ACTUALISATION 23/2/14 - 12 H


Lien - Récit et photos de la manif du 22 février à Nantes heure par heure sur le site PARIS-LUTTES INFO 
NON à la violence !
 

vendredi 14 février 2014

Virilité, rites et fantasmes de dévirilisation

Pendant que la France se déchire sur les études de genre (les éditocrates surtout, le peuple français a autre chose à faire et à penser !), que le mal nommé "Printemps Français" veut expurger les bibliothèques municipales de livres qu'il déclare unilatéralement non conformes à sa conception rance des rapports sociaux de sexe, pendant que Copé dans la foulée propulse un livre (Tous à poil, Rouergue Editeur) dans les meilleures ventes d'Amazon, des images de la virilité en action envahissent les réseaux sociaux -ceux en tous cas suivis par les militant-es de la cause animale.

Une première image émane d'un twitterstorm (un des rites de la Twittosphère : déclencher un orage de tweets pour dénoncer une pratique jugée nocive), ici à destination d'Andrew Cuomo, Gouverneur (@NYGovCuomo) :  en effet l'état de New York initie les jeunes garçons à la chasse. Ils ont le droit d'exercer leur (mal)adresse en tirant sur les écureuils, gibier présumé à leur taille.

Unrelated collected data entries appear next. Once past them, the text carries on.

//! Generational identifiers
//!
//! Every long-lived object in the compositor (passes, effect layers, cameras,
//! pooled render targets) is addressed through a small copyable [`Id`]. The
//! upper half of the id carries a generation so a slot can be recycled without
//! an old handle silently aliasing the new occupant.

use core::fmt;
use core::sync::atomic::{AtomicU64, Ordering};

/// A unique identifier with a generation counter
#[derive(Clone, Copy, PartialEq, Eq, PartialOrd, Ord, Hash)]
pub struct Id {
    /// Lower 32 bits: index, upper 32 bits: generation
    bits: u64,
}

impl Id {
    /// Create a new ID from index and generation
    #[inline]
    pub const fn new(index: u32, generation: u32) -> Self {
        Self {
            bits: (generation as u64) << 32 | index as u64,
        }
    }

    /// The null id, never produced by a generator
    #[inline]
    pub const fn null() -> Self {
        Self { bits: u64::MAX }
    }

    #[inline]
    pub const fn is_null(&self) -> bool {
        self.bits == u64::MAX
    }

    #[inline]
    pub const fn index(&self) -> u32 {
        self.bits as u32
    }

    #[inline]
    pub const fn generation(&self) -> u32 {
        (self.bits >> 32) as u32
    }

    #[inline]
    pub const fn to_bits(&self) -> u64 {
        self.bits
    }

    #[inline]
    pub const fn from_bits(bits: u64) -> Self {
        Self { bits }
    }
}

impl Default for Id {
    fn default() -> Self {
        Self::null()
    }
}

impl fmt::Debug for Id {
    fn fmt(&self, f: &mut fmt::Formatter<'_>) -> fmt::Result {
        if self.is_null() {
            write!(f, "Id(null)")
        } else {
            write!(f, "Id({}v{})", self.index(), self.generation())
        }
    }
}

impl fmt::Display for Id {
    fn fmt(&self, f: &mut fmt::Formatter<'_>) -> fmt::Result {
        if self.is_null() {
            write!(f, "null")
        } else {
            write!(f, "{}v{}", self.index(), self.generation())
        }
    }
}

/// Thread-safe monotonically increasing id source
pub struct IdGenerator {
    next: AtomicU64,
}

impl IdGenerator {
    pub const fn new() -> Self {
        Self {
            next: AtomicU64::new(0),
        }
    }

    /// Generate the next unique ID
    pub fn next(&self) -> Id {
        let index = self.next.fetch_add(1, Ordering::Relaxed);
        Id::new(index as u32, 0)
    }

    /// Number of ids handed out so far
    pub fn issued(&self) -> u64 {
        self.next.load(Ordering::Relaxed)
    }
}

impl Default for IdGenerator {
    fn default() -> Self {
        Self::new()
    }
}

/// Declare a typed id newtype backed by a process-wide [`IdGenerator`].
///
/// ```ignore
/// afterimage_core::define_id!(
///     /// Identifies a post-process pass
///     PassId
/// );
/// let a = PassId::new();
/// assert_ne!(a, PassId::new());
/// ```
#[macro_export]
macro_rules! define_id {
    ($(#[$meta:meta])* $name:ident) => {
        $(#[$meta])*
        #[derive(Clone, Copy, Debug, PartialEq, Eq, PartialOrd, Ord, Hash)]
        pub struct $name(pub $crate::Id);

        impl $name {
            /// Allocate a fresh, process-unique id
            pub fn new() -> Self {
                static GENERATOR: $crate::IdGenerator = $crate::IdGenerator::new();
                Self(GENERATOR.next())
            }

            pub fn id(&self) -> $crate::Id {
                self.0
            }
        }

        impl Default for $name {
            fn default() -> Self {
                Self::new()
            }
        }

        impl core::fmt::Display for $name {
            fn fmt(&self, f: &mut core::fmt::Formatter<'_>) -> core::fmt::Result {
                write!(f, "{}#{}", stringify!($name), self.0)
            }
        }
    };
}

#[cfg(test)]
mod tests {
    use super::*;

    define_id!(
        /// Test-only id
        WidgetId
    );

    #[test]
    fn test_id_creation() {
        let id = Id::new(42, 7);
        assert_eq!(id.index(), 42);
        assert_eq!(id.generation(), 7);
        assert!(!id.is_null());
        assert!(Id::null().is_null());
    }

    #[test]
    fn test_generator_unique() {
        let generator = IdGenerator::new();
        let a = generator.next();
        let b = generator.next();
        assert_ne!(a, b);
        assert_eq!(generator.issued(), 2);
    }

    #[test]
    fn test_typed_ids() {
        let a = WidgetId::new();
        let b = WidgetId::new();
        assert_ne!(a, b);
        assert_eq!(a.id().index() + 1, b.id().index());
    }
}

L'exemple vient de l'aristocratie. Cette semaine, le Prince William (toute sa famille chasse, privilège d'ancien régime réservé aux aristocrates qu'en France la Révolution a malheureusement, non pas aboli, mais étendu au peuple, ce qui en fait un acquis intouchable, notre deuxième amendement à nous en quelque sorte), William donc, est pris en photo à la chasse au sanglier juste avant le lancement d'une campagne qu'il parraine, destinée à lutter contre le braconnage (SIC). Vous noterez que c'est comme d'habitude l'homme (mâle), top model auto-proclamé de la Création, qui décide de qui peut vivre et qui doit mourir : le sanglier "pullule", selon sa déclaration unilatérale, on peut donc le tuer, la biodiversité n'en souffrirait pas, en tous cas, celle non tolérée par le déclarant.

Du même ordre, grosse émotion sur Internet cette semaine à propos d'un girafon né en captivité au zoo de Copenhague (Danemark, l'autre pays de l'élevage et de la boucherie) qui a été abattu (put down) par les éleveurs du zoo au motif qu'il n'avait pas les bons gènes car il était consanguin. Il était en bonne santé, jeune, et un autre zoo avait même proposé de l'adopter : en pure perte. Le zoo en a fait un spectacle : vous noterez la présence d'enfants très jeunes au premier rang des spectateurs. On peut retrouver l'article sur CNN incluant une vidéo. Marius, le girafon est  ensuite autopsié et découpé en morceau, puis donné à manger aux lions de l'enclos voisin, toujours devant les "spectateurs", comme si la mort était un spectacle !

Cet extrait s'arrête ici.